Work order:
Tally the lines of the data that include the word "RequirementScope" and state the total, nothing else.

Records shown:
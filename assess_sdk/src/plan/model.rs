//! TOML assessment plan
//!
//! ```toml
//! [scope]
//! excluded = ["NET-3.2"]
//!
//! [[assessment]]
//! name = "tls"
//! result_directory = "reports/tls"
//! condition = { pointer = "/tls" }
//!
//! [[assessment.rule]]
//! id = "tls-enabled"
//! requirement = "NET-1.1"
//! pointer = "/tls/enabled"
//! check = "equals"
//! value = true
//! ```

use super::errors::PlanError;
use crate::assessments::{FieldRule, JsonFieldAssessment};
use crate::conditions::JsonPointerCondition;
use assess_engine::assessment::{
    Assessment, AssessmentSequence, ConditionalAssessment, ConfiguredAssessment,
    ResultDirectoryAssessment,
};
use assess_engine::builder::RequirementScope;
use serde::{Deserialize, Serialize};
use serde_json::Value;
use std::path::{Path, PathBuf};
use std::sync::Arc;

#[derive(Debug, Clone, PartialEq, Serialize, Deserialize)]
pub struct ConditionSpec {
    pub pointer: String,
    #[serde(default, skip_serializing_if = "Option::is_none")]
    pub equals: Option<Value>,
}

impl ConditionSpec {
    pub fn to_condition(&self) -> JsonPointerCondition {
        let condition = JsonPointerCondition::new(self.pointer.clone());
        match &self.equals {
            Some(expected) => condition.with_expected(expected.clone()),
            None => condition,
        }
    }
}

#[derive(Debug, Clone, PartialEq, Serialize, Deserialize)]
pub struct PlannedAssessment {
    #[serde(default, skip_serializing_if = "Option::is_none")]
    pub name: Option<String>,
    #[serde(default, skip_serializing_if = "Option::is_none")]
    pub condition: Option<ConditionSpec>,
    #[serde(default, skip_serializing_if = "Option::is_none")]
    pub result_directory: Option<PathBuf>,
    #[serde(rename = "rule", default)]
    pub rules: Vec<FieldRule>,
}

#[derive(Debug, Clone, Default, PartialEq, Serialize, Deserialize)]
pub struct AssessmentPlan {
    #[serde(default)]
    pub scope: RequirementScope,
    #[serde(rename = "assessment", default)]
    pub assessments: Vec<PlannedAssessment>,
}

impl AssessmentPlan {
    pub fn from_toml_str(content: &str) -> Result<Self, PlanError> {
        let plan: Self = toml::from_str(content)?;
        if plan.assessments.is_empty() {
            return Err(PlanError::Empty);
        }
        Ok(plan)
    }

    /// Load a plan file; relative result directories resolve against its directory
    pub fn from_path(path: impl AsRef<Path>) -> Result<Self, PlanError> {
        let path = path.as_ref();
        let content = std::fs::read_to_string(path).map_err(|source| PlanError::Io {
            path: path.to_path_buf(),
            source,
        })?;
        let mut plan = Self::from_toml_str(&content)?;

        if let Some(base) = path.parent() {
            for planned in &mut plan.assessments {
                if let Some(directory) = planned.result_directory.as_mut() {
                    if directory.is_relative() {
                        *directory = base.join(&*directory);
                    }
                }
            }
        }
        Ok(plan)
    }

    pub fn rule_count(&self) -> usize {
        self.assessments.iter().map(|a| a.rules.len()).sum()
    }

    /// Instantiate the planned assessments, drawing ids from `sequence`
    pub fn build(&self, sequence: &AssessmentSequence) -> Result<Vec<ConfiguredAssessment>, PlanError> {
        self.assessments
            .iter()
            .enumerate()
            .map(|(index, planned)| planned.build(index, sequence))
            .collect()
    }
}

impl PlannedAssessment {
    fn label(&self, index: usize) -> String {
        self.name
            .clone()
            .unwrap_or_else(|| format!("assessment[{}]", index))
    }

    fn build(&self, index: usize, sequence: &AssessmentSequence) -> Result<ConfiguredAssessment, PlanError> {
        let assessment = JsonFieldAssessment::new(sequence, self.rules.clone()).map_err(|source| {
            PlanError::Rule {
                assessment: self.label(index),
                source,
            }
        })?;

        let plain: Arc<dyn Assessment> = match &self.result_directory {
            Some(directory) => Arc::new(ResultDirectoryAssessment::new(
                Arc::new(assessment.with_report_directory(directory.clone())),
                directory.clone(),
            )),
            None => Arc::new(assessment),
        };

        Ok(match &self.condition {
            Some(spec) => ConfiguredAssessment::from(ConditionalAssessment::new(
                sequence,
                ConfiguredAssessment::from(plain),
                Arc::new(spec.to_condition()),
            )),
            None => ConfiguredAssessment::from(plain),
        })
    }
}

#[cfg(test)]
mod tests {
    use super::*;
    use crate::documents::JsonDocument;
    use assert_matches::assert_matches;
    use serde_json::json;
    use std::io::Write;

    const PLAN: &str = r#"
        [scope]
        excluded = ["NET-9"]

        [[assessment]]
        name = "identity"

        [[assessment.rule]]
        id = "name-set"
        requirement = "NET-1"
        pointer = "/name"
        check = "exists"

        [[assessment]]
        name = "tls"
        condition = { pointer = "/tls" }

        [[assessment.rule]]
        id = "tls-enabled"
        requirement = "NET-2"
        pointer = "/tls/enabled"
        check = "equals"
        value = true

        [[assessment.rule]]
        id = "tls-version"
        requirement = "NET-3"
        pointer = "/tls/min_version"
        check = "matches"
        pattern = '^1\.[23]$'
        severity = "warning"
    "#;

    #[test]
    fn test_parse_plan() {
        let plan = AssessmentPlan::from_toml_str(PLAN).unwrap();

        assert_eq!(plan.assessments.len(), 2);
        assert_eq!(plan.rule_count(), 3);
        assert!(plan.scope.excluded.contains("NET-9"));
        assert_eq!(
            plan.assessments[1].condition,
            Some(ConditionSpec {
                pointer: "/tls".to_string(),
                equals: None
            })
        );
    }

    #[test]
    fn test_build_resolves_conditions() {
        let plan = AssessmentPlan::from_toml_str(PLAN).unwrap();
        let configured = plan.build(&AssessmentSequence::new()).unwrap();

        let with_tls = JsonDocument::new("a", json!({"name": "x", "tls": {"enabled": true}}));
        let without_tls = JsonDocument::new("b", json!({"name": "x"}));

        let count = |document: &JsonDocument| -> usize {
            configured
                .iter()
                .map(|c| c.executable_assessments(document).unwrap().len())
                .sum()
        };
        assert_eq!(count(&with_tls), 2);
        assert_eq!(count(&without_tls), 1);
    }

    #[test]
    fn test_empty_plan_rejected() {
        assert_matches!(
            AssessmentPlan::from_toml_str("[scope]\n"),
            Err(PlanError::Empty)
        );
    }

    #[test]
    fn test_bad_rule_names_assessment() {
        let plan = AssessmentPlan::from_toml_str(
            r#"
            [[assessment]]
            [[assessment.rule]]
            id = "r"
            requirement = "D"
            pointer = "/a"
            check = "matches"
            "#,
        )
        .unwrap();

        assert_matches!(
            plan.build(&AssessmentSequence::new()),
            Err(PlanError::Rule { ref assessment, .. }) if assessment == "assessment[0]"
        );
    }

    #[test]
    fn test_relative_result_directory_resolved_against_plan() {
        let dir = tempfile::tempdir().unwrap();
        let path = dir.path().join("plan.toml");
        let mut file = std::fs::File::create(&path).unwrap();
        write!(
            file,
            r#"
            [[assessment]]
            result_directory = "reports"
            [[assessment.rule]]
            id = "r"
            requirement = "D"
            pointer = "/a"
            check = "exists"
            "#
        )
        .unwrap();

        let plan = AssessmentPlan::from_path(&path).unwrap();

        assert_eq!(
            plan.assessments[0].result_directory.as_deref(),
            Some(dir.path().join("reports").as_path())
        );
    }
}
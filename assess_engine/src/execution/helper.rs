//! Routines shared by both executor variants

use crate::assessment::errors::panic_message;
use crate::assessment::{AssessmentError, ConfiguredAssessment, ExecutableAssessment};
use crate::builder::{AssessmentResultBuilder, SummarizingAssessmentResultBuilder};
use crate::logging::{codes, with_assessment_context};
use crate::notify::AssessmentNotifier;
use crate::types::Document;
use std::panic::{catch_unwind, resume_unwind, AssertUnwindSafe};

/// Flatten every configured assessment into the ordered executable set
pub fn get_executable_assessments(
    document: &dyn Document,
    assessments: &[ConfiguredAssessment],
) -> Result<Vec<ExecutableAssessment>, AssessmentError> {
    let mut executables = Vec::with_capacity(assessments.len());
    for assessment in assessments {
        let resolved = assessment.executable_assessments(document).map_err(|e| {
            log_error!(codes::execution::CONDITION_FAILED, "Cannot resolve assessment",
                "assessment" => assessment.name(true),
                "document" => document.system_id(),
                "error" => &e
            );
            e
        })?;
        executables.extend(resolved);
    }
    Ok(executables)
}

/// Run one assessment with notification and error translation
///
/// Check errors come back as `AssessmentError` (an `AssessmentError` raised by
/// the check is passed through unchanged). A panic is reported to the
/// notifier as `AssessmentError::Panicked` and then resumed.
pub fn execute_assessment(
    assessment: &ExecutableAssessment,
    document: &dyn Document,
    builder: &dyn AssessmentResultBuilder,
    notifier: &dyn AssessmentNotifier,
) -> Result<(), AssessmentError> {
    let check = assessment.assessment();
    let name = assessment.name();

    with_assessment_context(document.system_id(), &name, || {
        notifier.assessment_started(check, document);

        let summarizing = notifier
            .wants_summary()
            .then(|| SummarizingAssessmentResultBuilder::new(builder, check));
        let target: &dyn AssessmentResultBuilder = match &summarizing {
            Some(summarizing) => summarizing,
            None => builder,
        };

        let outcome = catch_unwind(AssertUnwindSafe(|| check.execute(document, target)));

        match outcome {
            Ok(Ok(())) => {
                let summary = summarizing.map(|s| s.into_summary());
                notifier.assessment_completed(check, document, summary.as_ref());
                log_debug!("Assessment completed");
                Ok(())
            }
            Ok(Err(check_error)) => {
                let error = AssessmentError::from_check_error(&name, check_error);
                log_error!(codes::execution::ASSESSMENT_FAILED, "Assessment failed",
                    "error" => &error
                );
                notifier.assessment_error(check, document, &error);
                Err(error)
            }
            Err(payload) => {
                let error = AssessmentError::Panicked {
                    assessment: name.clone(),
                    message: panic_message(payload.as_ref()),
                };
                log_error!(codes::execution::ASSESSMENT_PANICKED, "Assessment panicked",
                    "error" => &error
                );
                notifier.assessment_error(check, document, &error);
                resume_unwind(payload)
            }
        }
    })
}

Response:
2